Côte d’Ivoire begins Ebola vaccination after confirmed case
Côte d’Ivoire has begun a vaccination programme against Ebola after the country confirmed its first case since 1994, the health ministry says.
It said the family of the infected teenager and health workers involved were the first to be given the jab.
Health official Serge Ehole said on Monday that they planned to have vaccinated by Wednesday “all the 2,000 people that we consider exposed from the community, and also people from the health system and security”.
The infected teenager tested positive on Saturday after arriving in the commercial hub, Abidjan, on a bus from neighbouring Guinea.
Ebola causes severe fever and, in the worst cases, unstoppable bleeding.
Highly infectious
Guinea – site of the 2014-16 Ebola outbreak, the deadliest on record – experienced a four-month Ebola upsurge earlier this year that was declared over on 19 June.

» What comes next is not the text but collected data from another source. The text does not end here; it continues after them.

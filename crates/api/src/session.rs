//! Session cookie handling.

use axum_extra::extract::cookie::{Cookie, CookieJar, SameSite};
use where2go_common::config::SessionConfig;

/// Attach the session cookie for `token`.
#[must_use]
pub fn start_session(jar: CookieJar, config: &SessionConfig, token: String) -> CookieJar {
    jar.add(
        Cookie::build((config.cookie_name.clone(), token))
            .http_only(true)
            .same_site(SameSite::Lax)
            .secure(config.secure)
            .path("/"),
    )
}

/// Drop the session cookie.
#[must_use]
pub fn end_session(jar: CookieJar, config: &SessionConfig) -> CookieJar {
    jar.remove(Cookie::build((config.cookie_name.clone(), "")).path("/"))
}

#[cfg(test)]
#[allow(clippy::unwrap_used)]
mod tests {
    use super::*;

    #[test]
    fn test_session_cookie_attributes() {
        let config = SessionConfig::default();
        let jar = start_session(CookieJar::new(), &config, "abc123".to_string());

        let cookie = jar.get("where2go_session").unwrap();
        assert_eq!(cookie.value(), "abc123");
        assert_eq!(cookie.http_only(), Some(true));
        assert_eq!(cookie.same_site(), Some(SameSite::Lax));
        assert_eq!(cookie.path(), Some("/"));
    }

    #[test]
    fn test_end_session_removes_cookie() {
        let config = SessionConfig::default();
        let jar = start_session(CookieJar::new(), &config, "abc123".to_string());
        let jar = end_session(jar, &config);

        assert!(jar.get("where2go_session").is_none());
    }
}
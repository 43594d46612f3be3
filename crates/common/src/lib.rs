//! Common utilities and shared types for where2go.
//!
//! This crate provides foundational components used across all where2go crates:
//!
//! - **Configuration**: Application settings via [`Config`]
//! - **Error handling**: Unified error types via [`AppError`] and [`AppResult`]
//! - **Token generation**: Opaque session tokens via [`IdGenerator`]
//!
//! # Example
//!
//! ```no_run
//! use where2go_common::{Config, IdGenerator, AppResult};
//!
//! fn example() -> AppResult<()> {
//!     let config = Config::load()?;
//!     let id_gen = IdGenerator::new();
//!     let token = id_gen.generate_token();
//!     println!("Listening on port {} with token {}", config.server.port, token);
//!     Ok(())
//! }
//! ```

pub mod config;
pub mod error;
pub mod id;

pub use config::Config;
pub use error::{AppError, AppResult, validation_messages};
pub use id::IdGenerator;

Guinea early this week also confirmed a first case of the Marburg virus in West Africa. Marburg virus disease is a highly infectious haemorrhagic fever similar to Ebola.
Transmission of both diseases occurs through contact with infected bodily fluids and tissue. The symptoms include headache, vomiting blood, muscle pains and bleeding.
The WHO said there was no indication the current case in Côte d’Ivoire is linked to the outbreak in Guinea earlier this year. It said further investigation and genomic sequencing will identify the strain and determine if there was a connection.
“It is of immense concern that this outbreak has been declared in Abidjan, a metropolis of more than four million people,” Matshidiso Moeti, WHO’s regional director for Africa, said in the statement.
“However, much of the world’s expertise in tackling Ebola is here on the continent and Côte d’Ivoire can tap in to this experience and bring the response to full speed,” she said.
The WHO said it was helping to co-ordinate a cross-border response, which included transferring 5,000 doses of the Ebola vaccine from Guinea to Côte d’Ivoire.